Severity of doxorubicin-induced small intestinal mucositis is regulated by the TLR-2 and TLR-9 pathways.

Intestinal mucositis is a serious complication of cancer chemotherapy and radiotherapy; it frequently compromises treatment and dramatically reduces the quality of life of patients. Different approaches to limit the damage to the intestine during anti-cancer therapy have been largely ineffective due to insufficient knowledge of the mechanism of mucositis development. This study aimed to define the role of TLR-2 and TLR-9 in the modulation of small intestinal damage in a model of doxorubicin-induced mucositis. Doxorubicin-induced intestinal damage was verified by a histological score (HS), analysis of leukocyte influx into the lamina propria, and determination of the number of apoptotic cells. Additionally, the activation status of glycogen synthase kinase 3β (GSK-3β) was assessed. Wild-type (WT) mice injected with doxorubicin demonstrated severe intestinal damage (HS 8.0 ± 0.81), reduction of villus length to 43.9% ± 13.7% of original length, and increased influx of leukocytes as compared to vehicle-injected mice (HS 1.33 ± 1.15).

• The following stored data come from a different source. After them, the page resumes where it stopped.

#[derive(Deserialize)]
pub struct RestartQuery {
    #[serde(default)]
    attachments: bool,
}

pub async fn restart(State(state): State<Arc<AdminState>>, Path(domain): Path<String>, Query(query): Query<RestartQuery>) -> Response {
    match state.orchestrator.restart(&domain, query.attachments).await {
        Ok(()) => StatusCode::NO_CONTENT.into_response(),
        Err(e) => e.into_response(),
    }
}

#[derive(Serialize)]
pub struct TagsResponse {
    name: String,
    tags: Vec<String>,
}

pub async fn tags(State(state): State<Arc<AdminState>>, Path(repo): Path<String>) -> Response {
    match state.store.list_tags(&repo).await {
        Ok(tags) => Json(TagsResponse { name: repo, tags }).into_response(),
        Err(e) => e.into_response(),
    }
}

#[derive(Deserialize)]
pub struct LogsQuery {
    lines: Option<u32>,
    #[serde(default)]
    follow: bool,
}

pub async fn logs(State(state): State<Arc<AdminState>>, Query(query): Query<LogsQuery>) -> Response {
    if query.follow {
        return sse::follow_process_logs(state.log_path.clone()).into_response();
    }
    let lines = crate::log::tail_lines(&state.log_path, query.lines).await;
    Json(lines).into_response()
}

pub async fn container_logs(State(state): State<Arc<AdminState>>, Path(domain): Path<String>, Query(query): Query<LogsQuery>) -> Response {
    let Ok(containers) = state.engine.list().await else {
        return GordonError::RouteNotFound(domain).into_response();
    };
    let Some(container) = containers.into_iter().find(|c| c.domain == domain) else {
        return GordonError::RouteNotFound(domain).into_response();
    };
    match state
        .engine
        .logs(
            &container.id,
            LogOptions {
                tail: query.lines,
                follow: query.follow,
            },
        )
        .await
    {
        Ok(lines) => Json(lines).into_response(),
        Err(e) => e.into_response(),
    }
}

pub async fn list_backups(State(state): State<Arc<AdminState>>, Path(domain): Path<String>) -> Response {
    match state.backups.list(&domain).await {
        Ok(jobs) => Json(jobs).into_response(),
        Err(e) => e.into_response(),
    }
}

pub async fn list_all_backups(State(state): State<Arc<AdminState>>) -> Response {
    let domains: Vec<String> = state.config.read().await.routes.iter().map(|r| r.domain.clone()).collect();
    let mut all = Vec::new();
    for domain in domains {
        if let Ok(jobs) = state.backups.list(&domain).await {
            all.extend(jobs);
        }
    }
    Json(all).into_response()
}

async fn run_backup_for_domain(state: &AdminState, domain: &str) -> GordonResult<crate::backup::BackupJob> {
    let config = state.config.read().await;
    let attachment = config
        .attachments_for(domain)
        .into_iter()
        .find(|a| crate::backup::DbKind::detect(&a.image).is_some())
        .cloned()
        .ok_or_else(|| GordonError::NotFound(format!("no database attachment for {domain}")))?;
    drop(config);

    let containers = state.engine.list().await?;
    let container = containers
        .into_iter()
        .find(|c| c.domain == attachment.target)
        .ok_or_else(|| GordonError::RouteNotFound(attachment.target.clone()))?;

    state.backups.run(domain, &attachment, &container.id).await
}

pub async fn run_backup(State(state): State<Arc<AdminState>>, Path(domain): Path<String>) -> Response {
    match run_backup_for_domain(&state, &domain).await {
        Ok(job) => Json(job).into_response(),
        Err(e) => e.into_response(),
    }
}

pub async fn run_backup_no_domain(State(state): State<Arc<AdminState>>) -> Response {
    let domains: Vec<String> = state.config.read().await.routes.iter().map(|r| r.domain.clone()).collect();
    let mut jobs = Vec::new();
    for domain in domains {
        if let Ok(job) = run_backup_for_domain(&state, &domain).await {
            jobs.push(job);
        }
    }
    Json(jobs).into_response()
}

pub async fn list_images(State(state): State<Arc<AdminState>>) -> Response {
    match state.engine.list_images().await {
        Ok(images) => Json(images).into_response(),
        Err(e) => e.into_response(),
    }
}

pub async fn prune_images(State(state): State<Arc<AdminState>>) -> Response {
    let reclaimed_bytes = match state.engine.prune_images().await {
        Ok(bytes) => bytes,
        Err(e) => return e.into_response(),
    };
    let keep = state.config.read().await.registry.retention_keep;
    let tags_removed = match state.store.prune_all_repositories(keep).await {
        Ok(removed) => removed,
        Err(e) => return e.into_response(),
    };
    Json(PruneResult { reclaimed_bytes, tags_removed }).into_response()
}

#[derive(Serialize)]
pub struct VerifyResponse {
    subject: String,
    scopes: Vec<String>,
    expires_at: Option<i64>,
}

pub async fn verify_token(State(state): State<Arc<AdminState>>, headers: HeaderMap) -> Response {
    let enabled = state.config.read().await.auth.enabled;
    if !enabled {
        return Json(VerifyResponse {
            subject: "anonymous".to_string(),
            scopes: vec![],
            expires_at: None,
        })
        .into_response();
    }
    match super::require_admin_scope(&state, &headers, "status", "read").await {
        Ok(record) => Json(VerifyResponse {
            subject: record.subject,
            scopes: record.scopes.iter().map(|s| s.to_string()).collect(),
            expires_at: record.expires_at,
        })
        .into_response(),
        Err(e) => e.into_response(),
    }
}

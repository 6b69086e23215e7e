//! Content-address digests (`sha256:<64-hex>`).

use std::{fmt, str::FromStr};

use serde::{de::Error as _, Deserialize, Deserializer, Serialize, Serializer};
use sha2::{Digest as _, Sha256};
use thiserror::Error;

const PREFIX: &str = "sha256:";
const HEX_LEN: usize = 64;

/// A content-address digest: `sha256:` followed by 64 lowercase hex chars.
/// Never truncated when used in storage paths.
#[derive(Debug, Clone, PartialEq, Eq, Hash, PartialOrd, Ord)]
pub struct Digest(String);

/// An error parsing a [`Digest`] from a string.
#[derive(Debug, Error, PartialEq, Eq)]
pub enum DigestParseError {
    /// The string did not start with `sha256:`.
    #[error("unsupported digest algorithm (only sha256 is supported): {0}")]
    UnsupportedAlgorithm(String),
    /// The hex portion was not exactly 64 characters.
    #[error("wrong digest length, expected {HEX_LEN} hex chars")]
    WrongLength,
    /// The hex portion contained non-hex characters or uppercase letters.
    #[error("digest is not lowercase hex")]
    NotLowercaseHex,
}

impl Digest {
    /// Computes the digest of `bytes`.
    pub fn of(bytes: &[u8]) -> Self {
        let hash = Sha256::digest(bytes);
        Digest(format!("{PREFIX}{}", hex::encode(hash)))
    }

    /// The full `sha256:<hex>` string.
    pub fn as_str(&self) -> &str {
        &self.0
    }

    /// Just the hex portion, e.g. for building storage paths.
    pub fn hex(&self) -> &str {
        &self.0[PREFIX.len()..]
    }

    /// The first two hex characters, used as a storage shard directory.
    pub fn shard(&self) -> &str {
        &self.hex()[..2]
    }
}

impl FromStr for Digest {
    type Err = DigestParseError;

    fn from_str(raw: &str) -> Result<Self, Self::Err> {
        let hex_part = raw
            .strip_prefix(PREFIX)
            .ok_or_else(|| DigestParseError::UnsupportedAlgorithm(raw.to_string()))?;

        if hex_part.len() != HEX_LEN {
            return Err(DigestParseError::WrongLength);
        }

        if !hex_part
            .bytes()
            .all(|b| b.is_ascii_digit() || (b'a'..=b'f').contains(&b))
        {
            return Err(DigestParseError::NotLowercaseHex);
        }

        Ok(Digest(raw.to_string()))
    }
}

impl fmt::Display for Digest {
    fn fmt(&self, f: &mut fmt::Formatter<'_>) -> fmt::Result {
        f.write_str(&self.0)
    }
}

impl Serialize for Digest {
    fn serialize<S: Serializer>(&self, serializer: S) -> Result<S::Ok, S::Error> {
        serializer.serialize_str(&self.0)
    }
}

impl<'de> Deserialize<'de> for Digest {
    fn deserialize<D: Deserializer<'de>>(deserializer: D) -> Result<Self, D::Error> {
        let raw = String::deserialize(deserializer)?;
        raw.parse().map_err(D::Error::custom)
    }
}

/// A rolling SHA-256 hasher used to verify upload sessions incrementally.
#[derive(Default, Clone)]
pub struct RollingHash(Sha256);

impl RollingHash {
    /// Creates a fresh, empty rolling hash.
    pub fn new() -> Self {
        Self::default()
    }

    /// Feeds another chunk of bytes into the hash.
    pub fn update(&mut self, chunk: &[u8]) {
        self.0.update(chunk);
    }

    /// Finalizes the hash into a [`Digest`], consuming the hasher.
    pub fn finalize(self) -> Digest {
        let hash = self.0.finalize();
        Digest(format!("{PREFIX}{}", hex::encode(hash)))
    }
}

#[cfg(test)]
mod tests {
    use super::*;

    #[test]
    fn round_trips_through_display_and_parse() {
        let digest = Digest::of(b"hello world");
        let parsed: Digest = digest.to_string().parse().unwrap();
        assert_eq!(digest, parsed);
    }

    #[test]
    fn rejects_wrong_prefix() {
        assert_eq!(
            "sha512:abc".parse::<Digest>(),
            Err(DigestParseError::UnsupportedAlgorithm("sha512:abc".into()))
        );
    }

    #[test]
    fn rejects_wrong_length() {
        let short = format!("{PREFIX}abcd");
        assert_eq!(short.parse::<Digest>(), Err(DigestParseError::WrongLength));
    }

    #[test]
    fn rejects_uppercase_hex() {
        let upper = format!("{PREFIX}{}", "A".repeat(HEX_LEN));
        assert_eq!(
            upper.parse::<Digest>(),
            Err(DigestParseError::NotLowercaseHex)
        );
    }

    #[test]
    fn rolling_hash_matches_one_shot_digest() {
        let mut rolling = RollingHash::new();
        rolling.update(b"hello ");
        rolling.update(b"world");
        assert_eq!(rolling.finalize(), Digest::of(b"hello world"));
    }

    #[test]
    fn shard_is_first_two_hex_chars() {
        let digest = Digest::of(b"shard me");
        assert_eq!(digest.shard(), &digest.hex()[..2]);
        assert_eq!(digest.shard().len(), 2);
    }
}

The protective effect of TLR-2 or TLR-9 deficiency was associated with a significant decrease of the HS as compared to WT mice. In the ileum, a minor reduction of villus length and a decreased number of infiltrating leukocytes and TUNEL-positive cells was observed. We demonstrate that the TLR-9 antagonist ODN2088 reduces doxorubicin-induced intestinal damage. Furthermore, we show that GSK-3β activity is inhibited in the absence of TLR-2. The protective capacity of GSK-3β suppression was observed in WT mice by inhibiting it with the specific inhibitor SB216763. Overall, our findings demonstrate that the TLR-2/GSK-3β and TLR-9 signalling pathways play a central role in the development of intestinal mucositis and we suggest a new therapeutic strategy for limiting doxorubicin-induced intestinal inflammation.